Il ministro degli Esteri russo Sergej Lavrov e il segretario di Stato USA Marco Rubio hanno tenuto una riunione a Manila giovedì 23 luglio 2026. Lavrov ha confermato la disponibilità della Russia a risolvere il conflitto politico e diplomatico in Ucraina, sottolineando anche l'inammissibilità di un ulteriore armamento del regime di Kiev. Le parti hanno convenuto di continuare i contatti attraverso i loro ministeri degli Esteri, ha riferito il ministero degli Esteri russo.
Il segretario di Stato USA Marco Rubio ha valutato in modo positivo i colloqui a Manila con il capo del ministero degli Esteri russo, Sergej Lavrov, rifiutandosi di rivelare i dettagli della conversazione.
Nel frattempo, "Verità Europea" riporta che il segretario di Stato USA Marco Rubio, durante il suo incontro con la stampa, ha affermato che le proposte per risolvere il conflitto ucraino, discusse al vertice di Anchorage nel 2025, non hanno avuto successo perché Kiev non ha accettato tali proposte.
"Le proposte sul tavolo - chiamate '3 + 2', la divisione territoriale - questi tentativi sono falliti. Un accordo di pace è impossibile da raggiungere se entrambe le parti non sono d'accordo, e gli ucraini non lo sono. Ecco perché questi sforzi non hanno dato frutti," ha dichiarato.
Rubio ha anche sottolineato che la proposta era inaccettabile per l'Ucraina allora, e è improbabile che lo sia per Kiev ora.
"Probabilmente è ancora meno accettabile per loro ora," ha sottolineato Rubio.
Inoltre, Rubio ha evidenziato che sono necessarie nuove idee e proposte per stabilire la pace in Ucraina.

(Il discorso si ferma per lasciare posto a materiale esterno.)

//! Parameters structure for JointCtrl

// ---------------------------------------------------------------------------
// IMPORTS
// ---------------------------------------------------------------------------

use super::NUM_JOINTS;
use comms_if::eqpt::act::ActId;
use serde::{Deserialize, Serialize};

// ---------------------------------------------------------------------------
// DATA STRUCTURES
// ---------------------------------------------------------------------------

/// Parameters for Joint control.
#[derive(Debug, Default, Clone, Serialize, Deserialize)]
pub struct Params {
    // ---- CALIBRATION ----
    /// Encoder calibration offset of each joint, subtracted from the raw
    /// encoder reading to align it with the calibrated zero. Set at startup,
    /// never mutated afterwards.
    ///
    /// Units: rotations
    pub offset_rot: [f64; NUM_JOINTS],

    /// Gear ratio converting encoder-space distance into actuator-native
    /// distance for the base group of joints (J1-J3).
    pub base_gear_ratio: f64,

    /// Gear ratio converting encoder-space distance into actuator-native
    /// distance for the wrist group of joints (J4-J6).
    pub wrist_gear_ratio: f64,

    // ---- CAPABILITIES ----
    /// Minimum joint absolute position (lowest negative value), in
    /// offset-corrected encoder space.
    ///
    /// Units: rotations
    pub min_enc_pos_rot: [f64; NUM_JOINTS],

    /// Maximum joint absolute position (highest positive value), in
    /// offset-corrected encoder space.
    ///
    /// Units: rotations
    pub max_enc_pos_rot: [f64; NUM_JOINTS],
}

// ---------------------------------------------------------------------------
// IMPLEMENTATIONS
// ---------------------------------------------------------------------------

impl Params {
    /// The gear ratio of the joint driven by the given actuator.
    ///
    /// The ratio is a static lookup from the actuator id: the wrist group
    /// (J4-J6) shares one ratio, the base group (J1-J3) another.
    pub fn gear_ratio(&self, act_id: ActId) -> f64 {
        if act_id.index() >= 3 {
            self.wrist_gear_ratio
        } else {
            self.base_gear_ratio
        }
    }
}
//! Host platform (linux for example) utility functions

// ---------------------------------------------------------------------------
// IMPORTS
// ---------------------------------------------------------------------------

use std::path::PathBuf;
use uname;

// ---------------------------------------------------------------------------
// PUBLIC FUNCTIONS
// ---------------------------------------------------------------------------

/// Retrieve uname information.
pub fn get_uname() -> std::io::Result<uname::Info> {
    uname::uname()
}

/// Get the root directory of the arm software.
///
/// The root is read from the `ARM_SW_ROOT` environment variable, which must
/// be set before any executable is run.
pub fn get_arm_sw_root() -> Result<PathBuf, std::env::VarError> {
    Ok(PathBuf::from(std::env::var("ARM_SW_ROOT")?))
}
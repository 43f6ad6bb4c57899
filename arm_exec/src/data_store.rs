//! # Data Store

// ---------------------------------------------------------------------------
// IMPORTS
// ---------------------------------------------------------------------------

use comms_if::eqpt::pose::JointTarget;

use crate::joint_ctrl;

// ---------------------------------------------------------------------------
// DATA STRUCTURES
// ---------------------------------------------------------------------------

/// Global data store for the executable.
#[derive(Default)]
pub struct DataStore {
    // Cycle management
    /// Number of cycles already executed
    pub num_cycles: u128,

    /// True if this cycle falls on a 1Hz boundary
    pub is_1_hz_cycle: bool,

    // Pose source
    /// The most recent full joint target, or `None` if no full pose has been
    /// received yet.
    ///
    /// The target is only ever replaced as a whole six joint snapshot. It is
    /// retained across cycles so an invalid pose frame never clears a valid
    /// target.
    pub latest_target: Option<JointTarget>,

    // JointCtrl
    pub joint_ctrl: joint_ctrl::JointCtrl,
    pub joint_ctrl_input: joint_ctrl::InputData,
    pub joint_ctrl_output: joint_ctrl::OutputData,
    pub joint_ctrl_status_rpt: joint_ctrl::StatusReport,

    // Monitoring Counters
    /// Number of consecutive cycle overruns
    pub num_consec_cycle_overruns: u64,

    /// Number of consecutive actuator communication errors
    pub num_consec_act_comm_errors: u64,
}

// ---------------------------------------------------------------------------
// IMPLS
// ---------------------------------------------------------------------------

impl DataStore {
    /// Perform actions required at the start of a cycle.
    ///
    /// Clears those items that need clearing at the start of a cycle, and
    /// sets the 1Hz cycle flag.
    pub fn cycle_start(&mut self, cycle_frequency_hz: f64) {
        self.is_1_hz_cycle = self.num_cycles % (cycle_frequency_hz as u128) == 0;

        self.joint_ctrl_input = joint_ctrl::InputData::default();
        self.joint_ctrl_output = joint_ctrl::OutputData::default();
        self.joint_ctrl_status_rpt = joint_ctrl::StatusReport::default();
    }
}
//! # Motion Supervisor module
//!
//! This module implements the [`Supervisor`] state machine orchestrating the
//! arm's closed loop. The machine is broken down into three motion states:
//!
//! - `WaitingForTarget` - No joint target has been received from the pose
//!   source yet.
//! - `Tracking` - Actively tracking the latest target: each cycle the six
//!   actuators are queried, the limit guard is run, fresh position demands
//!   are computed from live feedback and dispatched.
//! - `Holding` - The arm holds its present position. Entered either once
//!   every actuator has converged on its demanded position, or as the
//!   fallback after a limit violation. Once entered it is never left.
//!
//! All cyclic errors are handled inside [`Supervisor::step`]: limit
//! violations suppress tracking in favour of holding, and actuator
//! communication failures abort the remainder of the cycle with the next
//! natural cycle acting as the retry. None of them terminate the process.

// ------------------------------------------------------------------------------------------------
// IMPORTS
// ------------------------------------------------------------------------------------------------

// External
use log::{error, info, trace, warn};
use serde::{Deserialize, Serialize};
use std::fmt::{self, Display};

// Internal
use crate::act_client::{ActClient, ActClientError};
use crate::data_store::DataStore;
use crate::joint_ctrl::{InputData as JointCtrlInput, JointCtrlError};
use comms_if::eqpt::act::{ActDemand, ActId, ActState, NUM_ACTS};
use util::module::State;

// ------------------------------------------------------------------------------------------------
// CONSTANTS
// ------------------------------------------------------------------------------------------------

/// Limit of the number of consecutive actuator communication errors before an
/// error is raised in the log.
const MAX_ACT_COMM_ERROR_LIMIT: u64 = 5;

// ------------------------------------------------------------------------------------------------
// STRUCTS
// ------------------------------------------------------------------------------------------------

/// Motion supervisor state machine.
pub struct Supervisor {
    /// Parameters for the supervisor.
    params: Params,

    /// The current motion state.
    state: MotionState,

    /// True if holding was entered through a limit violation rather than
    /// through convergence.
    degraded: bool,

    /// Status report of the most recent step.
    report: StatusReport,
}

/// Parameters for the Motion Supervisor.
#[derive(Debug, Default, Clone, Serialize, Deserialize)]
pub struct Params {
    /// Maximum absolute difference between a commanded and measured
    /// actuator-native position for an actuator to count as arrived. All six
    /// actuators must be within this threshold simultaneously for the
    /// supervisor to settle into holding.
    pub convergence_threshold: f64,

    /// Acceleration limit applied to every position demand.
    pub accel_limit: f64,

    /// Velocity limit applied to every position demand.
    pub velocity_limit: f64,
}

/// Status report for Supervisor processing.
#[derive(Debug, Clone, Copy, Default, Serialize)]
pub struct StatusReport {
    /// The motion state at the end of the step.
    pub state: MotionState,

    /// True if holding was entered through a limit violation.
    pub degraded: bool,

    /// True if an actuator communication error aborted this cycle.
    pub cycle_aborted: bool,
}

// ------------------------------------------------------------------------------------------------
// ENUMS
// ------------------------------------------------------------------------------------------------

/// Motion states of the supervisor.
#[derive(Debug, Clone, Copy, PartialEq, Eq, Serialize)]
pub enum MotionState {
    /// No joint target has been received yet.
    WaitingForTarget,

    /// Actively tracking the latest joint target.
    Tracking,

    /// Holding the current position. There is no transition out of this
    /// state.
    Holding,
}

/// Errors that can occur in the motion supervisor.
#[derive(Debug, thiserror::Error)]
pub enum SupervisorError {
    #[error("Failed to load Supervisor params: {0}")]
    ParamLoadError(util::params::LoadError),
}

// ------------------------------------------------------------------------------------------------
// IMPLS
// ------------------------------------------------------------------------------------------------

impl Supervisor {
    /// Initialise the supervisor.
    ///
    /// Expected init data is the path to the parameter file.
    pub fn init(params_path: &str) -> Result<Self, SupervisorError> {
        let params = match util::params::load(params_path) {
            Ok(p) => p,
            Err(e) => return Err(SupervisorError::ParamLoadError(e)),
        };

        Ok(Self::with_params(params))
    }

    /// Create the supervisor with explicit parameters rather than a parameter
    /// file.
    pub fn with_params(params: Params) -> Self {
        Self {
            params,
            state: MotionState::WaitingForTarget,
            degraded: false,
            report: StatusReport::default(),
        }
    }

    /// The current motion state.
    pub fn state(&self) -> MotionState {
        self.state
    }

    /// Status report of the most recent step.
    pub fn report(&self) -> StatusReport {
        self.report
    }

    /// Perform one cycle of motion supervision.
    ///
    /// Queries feedback, guards, transforms and dispatches according to the
    /// current motion state. All cyclic errors are handled here, none
    /// propagate to the caller.
    pub fn step(&mut self, ds: &mut DataStore, act_client: &mut ActClient) {
        self.report = StatusReport::default();

        match self.state {
            MotionState::WaitingForTarget => {
                // Explicit check for the first full target, nothing to do
                // until one arrives
                if ds.latest_target.is_some() {
                    self.transition(MotionState::Tracking);
                } else if ds.is_1_hz_cycle {
                    info!("Waiting for pose data");
                }
            }
            MotionState::Tracking => self.step_tracking(ds, act_client),
            MotionState::Holding => self.step_holding(ds, act_client),
        }

        self.report.state = self.state;
        self.report.degraded = self.degraded;
    }

    /// Perform one cycle of target tracking.
    fn step_tracking(&mut self, ds: &mut DataStore, act_client: &mut ActClient) {
        // The target was observed before entering Tracking, and targets are
        // never cleared, so it must still be present
        let target = match ds.latest_target {
            Some(t) => t,
            None => {
                warn!("Tracking with no target set, reverting to waiting");
                self.transition(MotionState::WaitingForTarget);
                return;
            }
        };

        // Query fresh feedback from all six actuators
        let act_states = match act_client.query_all() {
            Ok(s) => s,
            Err(e) => {
                self.abort_cycle(ds, e);
                return;
            }
        };

        warn_faults(&act_states);

        // Guard the measurements and map the target into each actuator's
        // native frame
        ds.joint_ctrl_input = JointCtrlInput { target, act_states };

        let output = match ds.joint_ctrl.proc(&ds.joint_ctrl_input) {
            Ok((output, report)) => {
                ds.joint_ctrl_output = output;
                ds.joint_ctrl_status_rpt = report;
                output
            }
            Err(JointCtrlError::LimitViolation(violation)) => {
                warn!("{}", violation);
                warn!("Joint limit violated, falling back to holding the current position");

                self.degraded = true;
                self.transition(MotionState::Holding);
                return;
            }
        };

        // Check per-actuator convergence of the measured positions against
        // this cycle's demands
        let converged = (0..NUM_ACTS).all(|i| {
            (act_states[i].pos - output.act_pos[i]).abs() < self.params.convergence_threshold
        });

        if converged {
            info!(
                "All actuators within {} of their targets, holding position",
                self.params.convergence_threshold
            );

            match act_client.hold_all() {
                Ok(()) => {
                    ds.num_consec_act_comm_errors = 0;
                    self.transition(MotionState::Holding);
                }
                Err(e) => self.abort_cycle(ds, e),
            }
        } else {
            let mut demands = [ActDemand::Hold; NUM_ACTS];
            for (demand, pos) in demands.iter_mut().zip(output.act_pos.iter()) {
                *demand = ActDemand::Position {
                    pos: *pos,
                    accel_limit: self.params.accel_limit,
                    velocity_limit: self.params.velocity_limit,
                };
            }

            trace!("Dispatching position demands: {:?}", output.act_pos);

            match act_client.demand_all(demands) {
                Ok(()) => ds.num_consec_act_comm_errors = 0,
                Err(e) => self.abort_cycle(ds, e),
            }
        }
    }

    /// Perform one cycle of position holding.
    ///
    /// The limit guard is still re-evaluated every cycle for diagnostics,
    /// but its result no longer changes behaviour: the hold demand is issued
    /// regardless, keeping the arm stalled in place.
    fn step_holding(&mut self, ds: &mut DataStore, act_client: &mut ActClient) {
        match act_client.query_all() {
            Ok(act_states) => {
                warn_faults(&act_states);

                if let Err(violation) = ds.joint_ctrl.guard(&act_states) {
                    warn!("{}", violation);
                }
            }
            Err(e) => {
                warn!("Actuator query failed while holding: {}", e);
                ds.num_consec_act_comm_errors += 1;
            }
        }

        match act_client.hold_all() {
            Ok(()) => ds.num_consec_act_comm_errors = 0,
            Err(e) => {
                warn!("Hold dispatch failed: {}", e);
                ds.num_consec_act_comm_errors += 1;
            }
        }
    }

    /// Abandon the rest of the cycle after an actuator communication failure.
    ///
    /// No demand is dispatched from a cycle whose feedback or fan-out was
    /// incomplete, the next natural cycle is the retry.
    fn abort_cycle(&mut self, ds: &mut DataStore, error: ActClientError) {
        warn!("Cycle aborted: {}", error);

        self.report.cycle_aborted = true;
        ds.num_consec_act_comm_errors += 1;

        if ds.num_consec_act_comm_errors == MAX_ACT_COMM_ERROR_LIMIT {
            error!(
                "Maximum number of consecutive actuator communication errors ({}) reached",
                MAX_ACT_COMM_ERROR_LIMIT
            );
        }
    }

    /// Transition to a new motion state.
    fn transition(&mut self, new_state: MotionState) {
        info!("Supervisor state change: {} -> {}", self.state, new_state);
        self.state = new_state;
    }
}

impl Default for MotionState {
    fn default() -> Self {
        MotionState::WaitingForTarget
    }
}

impl Display for MotionState {
    fn fmt(&self, f: &mut fmt::Formatter<'_>) -> fmt::Result {
        match self {
            MotionState::WaitingForTarget => write!(f, "MotionState::WaitingForTarget"),
            MotionState::Tracking => write!(f, "MotionState::Tracking"),
            MotionState::Holding => write!(f, "MotionState::Holding"),
        }
    }
}

// ------------------------------------------------------------------------------------------------
// PRIVATE FUNCTIONS
// ------------------------------------------------------------------------------------------------

/// Issue a warning for every actuator reporting a fault code.
///
/// Fault handling is the driver's concern, the supervisor only reports.
fn warn_faults(act_states: &[ActState; NUM_ACTS]) {
    for (i, state) in act_states.iter().enumerate() {
        if let Some(fault) = state.fault {
            warn!("Actuator {} reports fault code {}", ActId::ALL[i], fault);
        }
    }
}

Attualmente, "...le questioni chiave del territorio all'interno del paese e le decisioni su aspetti fondamentali..." del processo di negoziazione sono in gioco.
Tuttavia, come il portavoce del presidente russo Dmitry Peskov ha sottolineato il 23 luglio 2026: "...non è appropriato parlare di un'accelerazione nella risoluzione della crisi ucraina al momento."
Nella previsione "Il futuro dei giocatori chiave. Vicino e leggermente più lontano" del 14 luglio 2026, S. Dragan prevede:
...Ma la Russia stessa sarà pronta per un certo tipo di attività già dal 1° agosto 2026. Ci sarà una sorta di senso di sicurezza: possiamo gestirlo. Ma la situazione si sta preparando per una nuova riorganizzazione delle forze intorno, e questo dovrà essere preso in considerazione. Si potrebbe dire che da questo punto, l'equilibrio delle forze esterne per la Russia cambierà.